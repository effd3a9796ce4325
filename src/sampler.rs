use derive_more::Error;
use log::{debug, trace};
use rand::Rng;
use std::fmt;

use crate::basis::BasisState;
use crate::compress::{compress_in_place, Strategy};
use crate::excitation::{allowed_single_targets, allowed_virtual_pairs, Excitation};
use crate::heat_bath::{second_particle_probs, single_particle_probs, unnormalized_weight, HeatBathTable};
use crate::symmetry::SymmetryInfo;

/// One reweighted excitation produced by a compression pass.
#[derive(Debug, Clone, PartialEq)]
pub struct Sample {
    /// Index of the origin state in [SourceVector::states].
    pub origin: usize,
    pub excitation: Excitation,
    pub weight: f64,
    /// Canonical time-reversal key, set when folding is enabled.
    pub folded: Option<BasisState>,
}

/// Caller-owned output of a compression pass, with a fixed capacity.
#[derive(Debug, Clone)]
pub struct CompressionBuffer {
    samples: Vec<Sample>,
    capacity: usize,
}

impl CompressionBuffer {
    pub fn new(capacity: usize) -> Self {
        CompressionBuffer {
            samples: Vec::with_capacity(capacity),
            capacity,
        }
    }

    /// Appends a sample, failing once the capacity is reached.
    pub fn push(&mut self, sample: Sample) -> Result<(), SamplerError> {
        if self.samples.len() >= self.capacity {
            return Err(SamplerError::BufferOverflow {
                capacity: self.capacity,
            });
        }
        self.samples.push(sample);
        Ok(())
    }

    pub fn clear(&mut self) {
        self.samples.clear();
    }

    pub fn len(&self) -> usize {
        self.samples.len()
    }

    pub fn is_empty(&self) -> bool {
        self.samples.is_empty()
    }

    pub fn capacity(&self) -> usize {
        self.capacity
    }

    pub fn samples(&self) -> &[Sample] {
        &self.samples
    }

    pub fn iter(&self) -> std::slice::Iter<'_, Sample> {
        self.samples.iter()
    }
}

/// Parameters of a compression pass.
#[derive(Debug, Clone, Copy, PartialEq)]
pub struct CompressParams {
    /// Share of each entry's weight given to double excitations.
    pub p_doub: f64,
    /// Restrict every proposal distribution to outcomes that exist.
    pub renormalize: bool,
    /// Maximum number of weighted elements kept after each stage.
    pub budget: usize,
}

/// Off-diagonal matrix elements, injected by the caller.
pub trait MatrixElementOracle {
    /// Element of the single excitation `[from, to]` of a state with
    /// occupied list `occ`.
    fn single(&self, orbs: &[u8; 2], occ: &[u8]) -> f64;
    /// Element of the double excitation `[o1, o2, u1, u2]`.
    fn double(&self, orbs: &[u8; 4]) -> f64;
}

/// Oracle made of two closures.
pub struct ScoreFns<S, D> {
    pub single: S,
    pub double: D,
}

impl<S, D> MatrixElementOracle for ScoreFns<S, D>
where
    S: Fn(&[u8; 2], &[u8]) -> f64,
    D: Fn(&[u8; 4]) -> f64,
{
    fn single(&self, orbs: &[u8; 2], occ: &[u8]) -> f64 {
        (self.single)(orbs, occ)
    }

    fn double(&self, orbs: &[u8; 4]) -> f64 {
        (self.double)(orbs)
    }
}

/// The vector being compressed.
/// # Fields
/// * __`states`__ - Basis states, indexed by the first element of an entry.
/// * __`occupied`__ - Occupied list of every state, same indexing.
/// * __`entries`__ - `(state index, value)` pairs.
#[derive(Debug, Clone, Copy)]
pub struct SourceVector<'a> {
    pub states: &'a [BasisState],
    pub occupied: &'a [Vec<u8>],
    pub entries: &'a [(usize, f64)],
}

/// Position reached by a partial excitation in the sampling hierarchy.
#[derive(Debug, Clone, Copy, PartialEq)]
enum Path {
    Root,
    SingleClass,
    DoubleClass,
    SingleSource(usize),
    DoubleFirst(usize),
    DoubleSecond(usize, usize),
    Done(Excitation),
}

#[derive(Debug, Clone)]
struct Partial {
    entry: usize,
    path: Path,
    weight: f64,
    prob: f64,
}

impl Partial {
    fn child(&self, path: Path, p: f64) -> Partial {
        Partial {
            entry: self.entry,
            path,
            weight: self.weight * p,
            prob: self.prob * p,
        }
    }
}

/// Heat-bath power-pitzer compression of a vector times an off-diagonal
/// operator.
/// # Hierarchy
/// Every entry is split into a single and a double class, then refined one
/// choice at a time: source electron and target for singles, first electron,
/// second electron and virtual pair for doubles. The whole frontier is
/// compressed to the budget after every stage. Emitted weights are divided
/// by the proposal probability of their path.
pub struct HeatBathSampler<'a> {
    table: &'a HeatBathTable,
    symm: &'a SymmetryInfo,
    params: CompressParams,
}

impl<'a> HeatBathSampler<'a> {
    pub fn new(table: &'a HeatBathTable, symm: &'a SymmetryInfo, params: CompressParams) -> Result<Self, SamplerError> {
        if table.n_orb != symm.n_orb() {
            return Err(SamplerError::OrbitalMismatch {
                table: table.n_orb,
                symmetry: symm.n_orb(),
            });
        }
        Ok(HeatBathSampler { table, symm, params })
    }

    pub fn params(&self) -> &CompressParams {
        &self.params
    }

    /// Compresses with systematic resampling and appends the samples to
    /// `out`.
    /// # Returns
    /// The number of samples appended.
    pub fn compress_systematic<R, M>(
        &self,
        source: &SourceVector,
        oracle: &M,
        rng: &mut R,
        out: &mut CompressionBuffer,
    ) -> Result<usize, SamplerError>
    where
        R: Rng + ?Sized,
        M: MatrixElementOracle,
    {
        self.compress(source, oracle, Strategy::Systematic, false, rng, out)
    }

    /// Compresses with pivotal resampling and appends the samples to `out`.
    /// With `fold_time_reversal`, every sample carries the byte-wise smaller
    /// of its state and the spin-flipped state, and its weight is divided by
    /// $\sqrt2$ unless the two are equal.
    pub fn compress_pivoted<R, M>(
        &self,
        source: &SourceVector,
        oracle: &M,
        fold_time_reversal: bool,
        rng: &mut R,
        out: &mut CompressionBuffer,
    ) -> Result<usize, SamplerError>
    where
        R: Rng + ?Sized,
        M: MatrixElementOracle,
    {
        self.compress(source, oracle, Strategy::Pivotal, fold_time_reversal, rng, out)
    }

    fn compress<R, M>(
        &self,
        source: &SourceVector,
        oracle: &M,
        strategy: Strategy,
        fold: bool,
        rng: &mut R,
        out: &mut CompressionBuffer,
    ) -> Result<usize, SamplerError>
    where
        R: Rng + ?Sized,
        M: MatrixElementOracle,
    {
        let mut frontier: Vec<Partial> = source
            .entries
            .iter()
            .enumerate()
            .filter(|(_, (_, value))| *value != 0.0)
            .map(|(entry, _)| Partial {
                entry,
                path: Path::Root,
                weight: source.entries[entry].1,
                prob: 1.0,
            })
            .collect();

        let mut stage = 0;
        while frontier.iter().any(|p| !matches!(p.path, Path::Done(_))) {
            let mut next = Vec::with_capacity(frontier.len());
            for partial in frontier.iter() {
                self.expand(source, partial, &mut next);
            }
            let mut values: Vec<f64> = next.iter().map(|p| p.weight).collect();
            let expanded = next.len();
            let nnz = compress_in_place(&mut values, self.params.budget, strategy, rng);
            for (partial, value) in next.iter_mut().zip(values) {
                partial.weight = value;
            }
            next.retain(|p| p.weight != 0.0);
            debug!("Compression stage {}: {} elements expanded, {} kept.", stage, expanded, nnz);
            frontier = next;
            stage += 1;
        }

        let n_orb = self.table.n_orb;
        let start = out.len();
        for partial in frontier.into_iter() {
            let Path::Done(excitation) = partial.path else {
                continue;
            };
            let origin = source.entries[partial.entry].0;
            let state = &source.states[origin];
            let score = match excitation {
                Excitation::Single { from, to } => oracle.single(&[from, to], &source.occupied[origin]),
                Excitation::Double { .. } => oracle.double(&excitation.orbitals()),
            };
            if score == 0.0 {
                continue;
            }
            let (new_state, parity) = excitation.apply(state);
            let mut weight = partial.weight / partial.prob * score * parity;
            let folded = if fold {
                let flipped = new_state.spin_flipped(n_orb);
                if flipped == new_state {
                    Some(new_state)
                } else {
                    weight /= std::f64::consts::SQRT_2;
                    Some(std::cmp::min(new_state, flipped))
                }
            } else {
                None
            };
            trace!("Sample from state {}: {} with weight {}", origin, excitation, weight);
            out.push(Sample {
                origin,
                excitation,
                weight,
                folded,
            })?;
        }
        Ok(out.len() - start)
    }

    fn expand(&self, source: &SourceVector, partial: &Partial, next: &mut Vec<Partial>) {
        let origin = source.entries[partial.entry].0;
        let state = &source.states[origin];
        let occ = &source.occupied[origin];
        let n_orb = self.table.n_orb;
        let renormalize = self.params.renormalize;
        match partial.path {
            Path::Done(_) => next.push(partial.clone()),
            Path::Root => {
                let (mut p_sing, mut p_doub) = (1.0 - self.params.p_doub, self.params.p_doub);
                if renormalize {
                    let has_singles = occ
                        .iter()
                        .any(|&o| !allowed_single_targets(state, o, n_orb, self.symm).is_empty());
                    let has_doubles = (1..occ.len()).any(|i1| self.first_electron_allowed(state, occ, i1));
                    match (has_singles, has_doubles) {
                        (true, true) => {}
                        (true, false) => (p_sing, p_doub) = (1.0, 0.0),
                        (false, true) => (p_sing, p_doub) = (0.0, 1.0),
                        (false, false) => return,
                    }
                }
                if p_sing > 0.0 {
                    next.push(partial.child(Path::SingleClass, p_sing));
                }
                if p_doub > 0.0 {
                    next.push(partial.child(Path::DoubleClass, p_doub));
                }
            }
            Path::SingleClass => {
                let sources: Vec<usize> = (0..occ.len())
                    .filter(|&i| {
                        !renormalize || !allowed_single_targets(state, occ[i], n_orb, self.symm).is_empty()
                    })
                    .collect();
                let p = 1.0 / sources.len() as f64;
                for i in sources {
                    next.push(partial.child(Path::SingleSource(i), p));
                }
            }
            Path::SingleSource(i) => {
                let targets = allowed_single_targets(state, occ[i], n_orb, self.symm);
                let p = 1.0 / targets.len() as f64;
                for to in targets {
                    let excitation = Excitation::Single { from: occ[i], to };
                    next.push(partial.child(Path::Done(excitation), p));
                }
            }
            Path::DoubleClass => {
                let (mut probs, _) = single_particle_probs(self.table, occ, Some(0));
                if renormalize {
                    for (i1, p) in probs.iter_mut().enumerate() {
                        if *p > 0.0 && !self.first_electron_allowed(state, occ, i1) {
                            *p = 0.0;
                        }
                    }
                    renormalized(&mut probs);
                }
                for (i1, p) in probs.into_iter().enumerate() {
                    if p > 0.0 {
                        next.push(partial.child(Path::DoubleFirst(i1), p));
                    }
                }
            }
            Path::DoubleFirst(i1) => {
                let (mut probs, _) = second_particle_probs(self.table, occ, i1);
                if renormalize {
                    for (i2, p) in probs.iter_mut().enumerate() {
                        if *p > 0.0 && allowed_virtual_pairs(state, occ[i1], occ[i2], n_orb, self.symm).is_empty() {
                            *p = 0.0;
                        }
                    }
                    renormalized(&mut probs);
                }
                for (i2, p) in probs.into_iter().enumerate() {
                    if p > 0.0 {
                        next.push(partial.child(Path::DoubleSecond(i1, i2), p));
                    }
                }
            }
            Path::DoubleSecond(i1, i2) => {
                let (o1, o2) = (occ[i1], occ[i2]);
                let pairs = allowed_virtual_pairs(state, o1, o2, n_orb, self.symm);
                if pairs.is_empty() {
                    return;
                }
                let same_channel = o1 as usize / n_orb == o2 as usize / n_orb;
                let mut weights: Vec<f64> = pairs
                    .iter()
                    .map(|&[u1, u2]| {
                        let mut w = unnormalized_weight(self.table, [o1, o2, u1, u2]);
                        if same_channel {
                            w += unnormalized_weight(self.table, [o1, o2, u2, u1]);
                        }
                        w
                    })
                    .collect();
                if !renormalized(&mut weights) {
                    weights.iter_mut().for_each(|w| *w = 1.0 / pairs.len() as f64);
                }
                for (&[u1, u2], p) in pairs.iter().zip(weights) {
                    if p > 0.0 {
                        let excitation = Excitation::Double { from: [o1, o2], to: [u1, u2] };
                        next.push(partial.child(Path::Done(excitation), p));
                    }
                }
            }
        }
    }

    /// Whether the electron at `i1` pairs with an earlier electron with a
    /// positive pair weight and at least one allowed virtual pair.
    fn first_electron_allowed(&self, state: &BasisState, occ: &[u8], i1: usize) -> bool {
        let n_orb = self.table.n_orb;
        (0..i1).any(|i2| {
            self.table.pair_weight(occ[i1], occ[i2]) > 0.0
                && !allowed_virtual_pairs(state, occ[i1], occ[i2], n_orb, self.symm).is_empty()
        })
    }
}

/// Scales `probs` to unit sum. Returns `false` and leaves them untouched
/// when they sum to zero.
fn renormalized(probs: &mut [f64]) -> bool {
    let norm: f64 = probs.iter().sum();
    if norm <= 0.0 {
        return false;
    }
    probs.iter_mut().for_each(|p| *p /= norm);
    true
}

/// Errors of a compression pass.
#[derive(Debug, Clone, PartialEq, Eq, Error)]
pub enum SamplerError {
    BufferOverflow { capacity: usize },
    OrbitalMismatch { table: usize, symmetry: usize },
}

impl fmt::Display for SamplerError {
    fn fmt(&self, f: &mut fmt::Formatter<'_>) -> fmt::Result {
        match self {
            SamplerError::BufferOverflow { capacity } => {
                write!(f, "Compression buffer is full ({} samples).", capacity)
            }
            SamplerError::OrbitalMismatch { table, symmetry } => write!(
                f,
                "Heat-bath table has {} orbitals but the symmetry labels cover {}.",
                table, symmetry
            ),
        }
    }
}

*Problem requirements*. Counting only lines that hold "flipped", report how many there are in the records above, as a bare number.

*Exercise answer*. 4